A small man wearing a wrinkled gray suit much too big for him exited the kitchen and approached me. He looked as tired as his faded eyes. “You’re looking for work? What’s your name?”
I started to push my glasses up my nose, then realized I’d taken them off. I felt exposed without them, especially with the two women watching us. How many times had I already had this conversation? Could I trust him not to report me? I stared at his shoes. “Umm, I’m . . . I’m a very hard worker—”
He barked out a laugh. “Let me guess, you don’t have the right paperwork and you want me to give you a job even though you’re too scared to even tell me your real name. Forget it.” He waved a dismissive hand and turned to leave.
“I can clean tables, waitress, serve dim sum. I’m dexterous and have a good memory.” My heart was racing. I was talking too quickly. I couldn’t return to China and my disastrous life there. I closed my eyes. I had passed the menu board on the way in—what had it said? “Your specials today are braised pork in gravy, shrimp with vermicelli and garlic, and vegetarian crystal dumplings.”
He paused. “Can you come in full-time?”
“A few nights a week.”
He shrugged. “I have people lining up to work twenty-four hours a day, especially if they’re in your situation.”
In my peripheral vision, I noticed both women perk up as a young man stepped past us on his way to the kitchen.
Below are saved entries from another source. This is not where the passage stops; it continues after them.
//! jobsweep CLI: sweep job boards for accounts-payable postings and deliver
//! the new ones to the sheet sink.

mod commands;

use clap::Parser;
use color_eyre::eyre::Result;

use commands::Cli;

#[tokio::main]
async fn main() -> Result<()> {
    color_eyre::install()?;
    let cli = Cli::parse();
    commands::init_tracing(&cli);
    commands::run(cli).await
}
He was hunched over, his head averted, as if trying to make himself less conspicuous. He wore a navy jacket with an elaborate emblem on the sleeve. A worn guitar case was slung over his back, an incongruous sight for a person heading into the depths of a restaurant where there were vats of boiling oil and flustered cooks, not to mention live lobsters.
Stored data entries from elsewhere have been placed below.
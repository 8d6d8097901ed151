//! In-process registry for tests and throwaway runs.

use std::collections::{BTreeMap, HashSet};
use std::sync::atomic::{AtomicBool, Ordering};
use std::sync::{Mutex, MutexGuard};

use async_trait::async_trait;
use jobsweep_shared::{JobsweepError, RegistryStats, Result, SeenEntry};

use crate::SeenRegistry;

#[derive(Default)]
struct Inner {
    entries: Vec<SeenEntry>,
    urls: HashSet<String>,
    fingerprints: HashSet<String>,
}

/// Registry held in memory. Forgets everything when dropped.
///
/// Can be switched into failure modes to exercise the pipeline's error paths.
#[derive(Default)]
pub struct MemoryRegistry {
    inner: Mutex<Inner>,
    unavailable: AtomicBool,
    reject_inserts: AtomicBool,
}

impl MemoryRegistry {
    pub fn new() -> Self {
        Self::default()
    }

    /// Make every operation fail with a storage error.
    pub fn set_unavailable(&self, unavailable: bool) {
        self.unavailable.store(unavailable, Ordering::SeqCst);
    }

    /// Make inserts fail while lookups keep working.
    pub fn set_reject_inserts(&self, reject: bool) {
        self.reject_inserts.store(reject, Ordering::SeqCst);
    }

    /// Snapshot of all committed entries, in insertion order.
    pub fn entries(&self) -> Vec<SeenEntry> {
        self.inner
            .lock()
            .map(|inner| inner.entries.clone())
            .unwrap_or_default()
    }

    fn lock(&self) -> Result<MutexGuard<'_, Inner>> {
        if self.unavailable.load(Ordering::SeqCst) {
            return Err(JobsweepError::Storage("registry unavailable".into()));
        }
        self.inner
            .lock()
            .map_err(|_| JobsweepError::Storage("registry lock poisoned".into()))
    }
}

#[async_trait]
impl SeenRegistry for MemoryRegistry {
    async fn exists_by_url(&self, url: &str) -> Result<bool> {
        let inner = self.lock()?;
        Ok(!url.trim().is_empty() && inner.urls.contains(url))
    }

    async fn exists_by_fingerprint(&self, fingerprint: &str) -> Result<bool> {
        let inner = self.lock()?;
        Ok(!fingerprint.trim().is_empty() && inner.fingerprints.contains(fingerprint))
    }

    async fn insert(&self, entry: &SeenEntry) -> Result<()> {
        let mut inner = self.lock()?;
        if self.reject_inserts.load(Ordering::SeqCst) {
            return Err(JobsweepError::Storage("insert rejected".into()));
        }
        if !entry.url.is_empty() {
            inner.urls.insert(entry.url.clone());
        }
        if !entry.fingerprint.is_empty() {
            inner.fingerprints.insert(entry.fingerprint.clone());
        }
        inner.entries.push(entry.clone());
        Ok(())
    }

    async fn stats(&self) -> Result<RegistryStats> {
        let inner = self.lock()?;

        let mut per_source: BTreeMap<&str, u64> = BTreeMap::new();
        for entry in &inner.entries {
            *per_source.entry(entry.source.as_str()).or_default() += 1;
        }
        let mut by_source: Vec<(String, u64)> = per_source
            .into_iter()
            .map(|(source, n)| (source.to_string(), n))
            .collect();
        by_source.sort_by(|a, b| b.1.cmp(&a.1).then_with(|| a.0.cmp(&b.0)));

        let unique_companies = inner
            .entries
            .iter()
            .filter(|e| !e.company.is_empty())
            .map(|e| e.company.as_str())
            .collect::<HashSet<_>>()
            .len() as u64;

        Ok(RegistryStats {
            total: inner.entries.len() as u64,
            unique_companies,
            unique_sources: by_source.len() as u64,
            by_source,
        })
    }
}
The manager spotted him and erupted like a bulldog confronting a Doberman in the street. “What do you think this is, a storage area?”
The beleaguered man took a deep breath but didn’t stop. “I’m so sorry, I’ll stash the guitar. You won’t notice—”
There was something
familiar about his warm tenor that called to me. I didn’t recognize the voice, rather the inflection of his Chinese, the rhythm of his words. I tended to avoid young men, with their grabby hands and clinging eyes, but I was riveted to this one. His hair was dark and silky, the gleam of amber highlights visible even in the fluorescent lighting.
“Come here.” The manager actually stomped his foot.
The man slowly turned toward us and when he caught sight of me, he froze.
My heart lurched. I stared into a face that I both knew and didn’t know at all. Two thick slashes of eyebrows, dusky skin, a square, masculine face with eyes like melted chocolate. Anthony. He was etched into my soul and yet entirely new to me. I remembered gangly shoulders, a broad open grin, his thin fingers plucking on guitar strings while perched on the steps of his house, one of the largest in our village. Then his family moved away and it stood empty, with me staring into the blank windows day after day. How many times had we shared a package of uncooked ramen noodles before he left, sprinkling the seasoning on top so we could munch them like chips? My eyes rested upon the man, but my soul recognized a boy I hadn’t seen in ten years, my best friend when I was fourteen years old.
He was gaping at me. Then he whispered, “It’s you.”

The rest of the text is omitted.